WHAT TO PRODUCE> Find the string "values" in the data, then copy every line where it is found.

(Saved entries)
# # #
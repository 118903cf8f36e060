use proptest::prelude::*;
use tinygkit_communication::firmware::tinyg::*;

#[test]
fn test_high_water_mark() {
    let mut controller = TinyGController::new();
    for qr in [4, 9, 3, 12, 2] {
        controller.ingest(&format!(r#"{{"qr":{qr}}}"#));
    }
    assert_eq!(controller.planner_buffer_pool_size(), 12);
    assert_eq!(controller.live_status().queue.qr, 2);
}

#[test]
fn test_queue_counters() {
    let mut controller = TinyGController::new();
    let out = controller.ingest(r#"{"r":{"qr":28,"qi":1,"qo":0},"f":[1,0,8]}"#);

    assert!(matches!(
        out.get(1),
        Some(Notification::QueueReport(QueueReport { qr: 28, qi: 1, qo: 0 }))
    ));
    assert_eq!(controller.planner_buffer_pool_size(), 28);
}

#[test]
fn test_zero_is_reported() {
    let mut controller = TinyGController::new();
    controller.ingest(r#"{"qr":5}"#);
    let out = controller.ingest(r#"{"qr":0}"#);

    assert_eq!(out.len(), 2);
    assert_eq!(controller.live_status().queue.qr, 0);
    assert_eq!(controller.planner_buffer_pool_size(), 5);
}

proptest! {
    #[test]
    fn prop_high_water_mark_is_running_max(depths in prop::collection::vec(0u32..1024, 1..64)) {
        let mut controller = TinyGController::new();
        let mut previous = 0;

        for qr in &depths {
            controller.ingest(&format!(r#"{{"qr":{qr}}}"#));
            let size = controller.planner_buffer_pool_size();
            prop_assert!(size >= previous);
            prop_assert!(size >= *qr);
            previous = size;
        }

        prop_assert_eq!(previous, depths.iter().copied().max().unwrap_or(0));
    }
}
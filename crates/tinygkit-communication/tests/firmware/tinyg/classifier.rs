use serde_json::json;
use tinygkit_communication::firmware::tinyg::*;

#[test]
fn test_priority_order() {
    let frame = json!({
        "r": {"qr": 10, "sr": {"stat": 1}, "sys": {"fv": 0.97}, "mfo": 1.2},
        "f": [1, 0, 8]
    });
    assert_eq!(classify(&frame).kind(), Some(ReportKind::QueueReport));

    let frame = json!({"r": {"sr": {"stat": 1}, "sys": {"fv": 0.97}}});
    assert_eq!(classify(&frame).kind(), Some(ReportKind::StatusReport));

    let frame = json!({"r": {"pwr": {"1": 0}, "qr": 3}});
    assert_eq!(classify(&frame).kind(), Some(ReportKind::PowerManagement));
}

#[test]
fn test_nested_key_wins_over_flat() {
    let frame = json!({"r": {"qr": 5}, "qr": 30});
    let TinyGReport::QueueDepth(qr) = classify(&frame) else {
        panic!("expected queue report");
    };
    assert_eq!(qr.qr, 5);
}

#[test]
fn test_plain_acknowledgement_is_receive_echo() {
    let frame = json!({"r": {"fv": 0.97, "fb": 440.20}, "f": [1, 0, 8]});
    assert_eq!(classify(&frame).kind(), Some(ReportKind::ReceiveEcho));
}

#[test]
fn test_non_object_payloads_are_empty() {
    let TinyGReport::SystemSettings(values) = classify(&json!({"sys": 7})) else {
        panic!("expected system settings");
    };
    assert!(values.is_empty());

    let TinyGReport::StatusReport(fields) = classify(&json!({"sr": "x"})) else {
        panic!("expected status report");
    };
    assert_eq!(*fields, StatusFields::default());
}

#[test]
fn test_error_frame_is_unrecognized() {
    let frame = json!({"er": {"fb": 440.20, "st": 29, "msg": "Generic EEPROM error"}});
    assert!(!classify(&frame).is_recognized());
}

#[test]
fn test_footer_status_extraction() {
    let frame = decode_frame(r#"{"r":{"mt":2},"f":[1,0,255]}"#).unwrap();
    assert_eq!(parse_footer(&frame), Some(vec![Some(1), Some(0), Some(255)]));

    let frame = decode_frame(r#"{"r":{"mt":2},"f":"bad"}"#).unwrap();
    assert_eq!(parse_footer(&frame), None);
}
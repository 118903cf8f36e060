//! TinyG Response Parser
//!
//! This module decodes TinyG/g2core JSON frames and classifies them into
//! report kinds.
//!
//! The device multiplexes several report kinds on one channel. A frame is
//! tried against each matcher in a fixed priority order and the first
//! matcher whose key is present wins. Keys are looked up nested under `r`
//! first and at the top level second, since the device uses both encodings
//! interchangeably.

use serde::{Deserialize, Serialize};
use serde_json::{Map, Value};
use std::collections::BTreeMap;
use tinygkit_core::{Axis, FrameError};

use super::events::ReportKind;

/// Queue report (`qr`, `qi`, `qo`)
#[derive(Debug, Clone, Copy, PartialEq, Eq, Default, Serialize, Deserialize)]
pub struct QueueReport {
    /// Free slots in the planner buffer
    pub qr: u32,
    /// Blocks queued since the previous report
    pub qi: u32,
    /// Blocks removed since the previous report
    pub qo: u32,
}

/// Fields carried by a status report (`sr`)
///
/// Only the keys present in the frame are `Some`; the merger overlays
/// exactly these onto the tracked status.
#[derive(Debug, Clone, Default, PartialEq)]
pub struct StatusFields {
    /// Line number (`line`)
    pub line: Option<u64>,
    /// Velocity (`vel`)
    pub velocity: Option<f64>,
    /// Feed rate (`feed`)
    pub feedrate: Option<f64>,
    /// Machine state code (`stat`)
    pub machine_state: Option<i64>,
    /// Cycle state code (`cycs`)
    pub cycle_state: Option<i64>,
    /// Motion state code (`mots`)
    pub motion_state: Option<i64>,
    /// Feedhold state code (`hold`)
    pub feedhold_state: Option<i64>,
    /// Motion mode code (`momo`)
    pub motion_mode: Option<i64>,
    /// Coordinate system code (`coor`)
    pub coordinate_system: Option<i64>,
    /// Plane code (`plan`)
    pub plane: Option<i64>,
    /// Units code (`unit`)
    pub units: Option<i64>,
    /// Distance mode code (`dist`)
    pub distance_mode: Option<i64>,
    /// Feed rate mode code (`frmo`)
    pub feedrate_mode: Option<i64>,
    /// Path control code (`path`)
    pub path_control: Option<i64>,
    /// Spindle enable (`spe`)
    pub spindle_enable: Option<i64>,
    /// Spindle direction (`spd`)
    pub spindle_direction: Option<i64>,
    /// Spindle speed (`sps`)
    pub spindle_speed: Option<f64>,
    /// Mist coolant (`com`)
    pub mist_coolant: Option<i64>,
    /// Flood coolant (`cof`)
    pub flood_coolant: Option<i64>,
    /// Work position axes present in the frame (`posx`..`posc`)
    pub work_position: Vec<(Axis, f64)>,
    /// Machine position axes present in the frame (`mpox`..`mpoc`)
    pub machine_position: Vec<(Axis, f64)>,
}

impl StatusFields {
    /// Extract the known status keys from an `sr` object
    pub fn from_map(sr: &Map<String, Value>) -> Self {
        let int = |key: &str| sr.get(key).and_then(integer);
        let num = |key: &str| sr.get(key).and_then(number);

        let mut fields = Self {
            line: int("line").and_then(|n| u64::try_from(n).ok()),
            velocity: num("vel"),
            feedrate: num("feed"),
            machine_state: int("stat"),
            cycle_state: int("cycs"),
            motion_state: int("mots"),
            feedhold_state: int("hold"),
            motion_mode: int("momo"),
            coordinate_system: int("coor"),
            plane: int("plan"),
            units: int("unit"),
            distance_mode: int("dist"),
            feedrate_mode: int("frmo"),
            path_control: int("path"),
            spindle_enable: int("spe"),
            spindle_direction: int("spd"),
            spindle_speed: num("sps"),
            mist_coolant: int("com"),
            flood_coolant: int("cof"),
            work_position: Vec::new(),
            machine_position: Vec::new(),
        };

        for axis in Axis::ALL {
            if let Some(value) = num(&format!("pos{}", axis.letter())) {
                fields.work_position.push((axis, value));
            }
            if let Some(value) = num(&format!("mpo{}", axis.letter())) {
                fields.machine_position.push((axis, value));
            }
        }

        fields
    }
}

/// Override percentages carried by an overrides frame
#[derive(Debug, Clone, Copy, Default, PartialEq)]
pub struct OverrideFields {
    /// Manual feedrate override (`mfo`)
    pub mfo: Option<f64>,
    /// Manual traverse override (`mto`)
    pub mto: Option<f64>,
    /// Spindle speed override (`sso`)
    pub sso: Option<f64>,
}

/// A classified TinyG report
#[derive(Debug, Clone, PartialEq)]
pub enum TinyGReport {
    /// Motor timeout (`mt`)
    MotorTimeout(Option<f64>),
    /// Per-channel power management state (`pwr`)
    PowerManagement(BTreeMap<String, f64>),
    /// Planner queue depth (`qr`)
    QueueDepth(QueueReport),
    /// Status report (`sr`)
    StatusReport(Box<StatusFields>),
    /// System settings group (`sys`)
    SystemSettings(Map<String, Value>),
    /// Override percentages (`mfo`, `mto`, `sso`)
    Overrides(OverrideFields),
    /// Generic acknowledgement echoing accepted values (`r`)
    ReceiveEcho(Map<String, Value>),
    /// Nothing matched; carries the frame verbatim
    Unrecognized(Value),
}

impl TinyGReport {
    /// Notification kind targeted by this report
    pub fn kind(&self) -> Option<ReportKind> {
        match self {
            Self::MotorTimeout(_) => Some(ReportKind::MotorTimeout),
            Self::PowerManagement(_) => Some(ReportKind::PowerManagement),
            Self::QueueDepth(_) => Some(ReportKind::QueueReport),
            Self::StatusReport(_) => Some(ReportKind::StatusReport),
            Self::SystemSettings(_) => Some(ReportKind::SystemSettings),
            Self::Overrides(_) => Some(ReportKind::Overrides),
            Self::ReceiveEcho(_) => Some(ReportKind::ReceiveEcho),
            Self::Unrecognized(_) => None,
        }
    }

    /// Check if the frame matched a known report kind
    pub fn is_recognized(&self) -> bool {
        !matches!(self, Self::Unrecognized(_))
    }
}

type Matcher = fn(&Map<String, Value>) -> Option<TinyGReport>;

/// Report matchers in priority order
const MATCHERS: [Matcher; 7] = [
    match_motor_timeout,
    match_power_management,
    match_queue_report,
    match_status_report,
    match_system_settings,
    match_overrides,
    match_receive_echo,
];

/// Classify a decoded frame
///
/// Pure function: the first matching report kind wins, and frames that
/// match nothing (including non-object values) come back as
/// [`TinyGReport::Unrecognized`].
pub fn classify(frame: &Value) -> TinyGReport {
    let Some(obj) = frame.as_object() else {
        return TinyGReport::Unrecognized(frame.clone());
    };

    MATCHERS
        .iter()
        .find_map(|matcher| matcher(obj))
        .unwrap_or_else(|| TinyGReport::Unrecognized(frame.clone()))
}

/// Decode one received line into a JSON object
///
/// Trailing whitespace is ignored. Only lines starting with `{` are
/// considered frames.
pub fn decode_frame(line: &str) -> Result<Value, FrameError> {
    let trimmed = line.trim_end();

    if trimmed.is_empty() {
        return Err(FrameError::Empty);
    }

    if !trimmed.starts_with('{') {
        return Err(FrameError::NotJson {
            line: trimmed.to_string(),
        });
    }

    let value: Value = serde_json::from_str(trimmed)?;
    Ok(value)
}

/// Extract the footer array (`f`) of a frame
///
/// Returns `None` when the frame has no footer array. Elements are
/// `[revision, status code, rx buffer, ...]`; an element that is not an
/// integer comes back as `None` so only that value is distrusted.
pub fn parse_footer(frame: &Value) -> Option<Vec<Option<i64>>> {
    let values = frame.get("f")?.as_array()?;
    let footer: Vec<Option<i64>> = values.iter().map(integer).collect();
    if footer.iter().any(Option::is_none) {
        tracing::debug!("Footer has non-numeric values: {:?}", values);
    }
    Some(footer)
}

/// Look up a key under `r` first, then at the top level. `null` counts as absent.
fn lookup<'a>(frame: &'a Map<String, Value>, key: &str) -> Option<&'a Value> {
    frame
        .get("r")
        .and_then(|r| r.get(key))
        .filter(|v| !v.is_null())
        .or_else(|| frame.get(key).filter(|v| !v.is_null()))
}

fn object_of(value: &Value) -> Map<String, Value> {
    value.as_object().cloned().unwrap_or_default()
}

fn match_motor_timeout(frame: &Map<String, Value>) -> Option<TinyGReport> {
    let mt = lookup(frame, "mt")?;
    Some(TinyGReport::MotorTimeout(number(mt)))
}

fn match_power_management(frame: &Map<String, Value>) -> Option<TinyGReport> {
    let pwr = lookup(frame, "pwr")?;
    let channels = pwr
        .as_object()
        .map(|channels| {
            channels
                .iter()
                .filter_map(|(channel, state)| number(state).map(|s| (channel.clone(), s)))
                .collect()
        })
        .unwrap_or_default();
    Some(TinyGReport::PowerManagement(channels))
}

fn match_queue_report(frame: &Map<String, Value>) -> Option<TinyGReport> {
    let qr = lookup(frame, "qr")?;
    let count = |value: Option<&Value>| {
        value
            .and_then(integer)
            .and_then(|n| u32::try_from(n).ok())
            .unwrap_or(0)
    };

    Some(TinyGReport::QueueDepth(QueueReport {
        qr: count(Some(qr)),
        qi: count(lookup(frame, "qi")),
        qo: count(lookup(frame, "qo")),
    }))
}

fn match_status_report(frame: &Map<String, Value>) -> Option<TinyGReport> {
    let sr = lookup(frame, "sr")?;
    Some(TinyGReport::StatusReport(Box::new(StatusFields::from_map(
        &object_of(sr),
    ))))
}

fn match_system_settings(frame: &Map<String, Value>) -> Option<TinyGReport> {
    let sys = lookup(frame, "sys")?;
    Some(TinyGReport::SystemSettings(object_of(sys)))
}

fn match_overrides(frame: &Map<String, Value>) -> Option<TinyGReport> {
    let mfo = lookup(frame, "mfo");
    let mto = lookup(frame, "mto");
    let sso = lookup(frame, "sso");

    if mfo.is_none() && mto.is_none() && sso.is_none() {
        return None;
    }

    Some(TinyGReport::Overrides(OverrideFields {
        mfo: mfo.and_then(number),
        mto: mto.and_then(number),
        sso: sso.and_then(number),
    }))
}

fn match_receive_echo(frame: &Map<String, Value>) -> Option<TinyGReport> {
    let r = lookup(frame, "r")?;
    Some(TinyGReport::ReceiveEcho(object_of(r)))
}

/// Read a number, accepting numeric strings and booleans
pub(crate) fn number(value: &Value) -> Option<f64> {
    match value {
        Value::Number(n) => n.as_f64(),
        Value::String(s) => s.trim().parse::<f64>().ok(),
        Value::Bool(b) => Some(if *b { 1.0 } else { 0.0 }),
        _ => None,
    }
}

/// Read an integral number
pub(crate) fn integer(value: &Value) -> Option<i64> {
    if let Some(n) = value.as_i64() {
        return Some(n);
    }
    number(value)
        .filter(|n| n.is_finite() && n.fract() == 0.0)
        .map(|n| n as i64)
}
# # #
WRITTEN RESPONSE>
    let TinyGReport::SystemSettings(values) = classify(&json!({"sys": 7})) else {
    assert!(values.is_empty());
    /// Generic acknowledgement echoing accepted values (`r`)
/// match nothing (including non-object values) come back as
    let values = frame.get("f")?.as_array()?;
    let footer: Vec<Option<i64>> = values.iter().map(integer).collect();
        tracing::debug!("Footer has non-numeric values: {:?}", values);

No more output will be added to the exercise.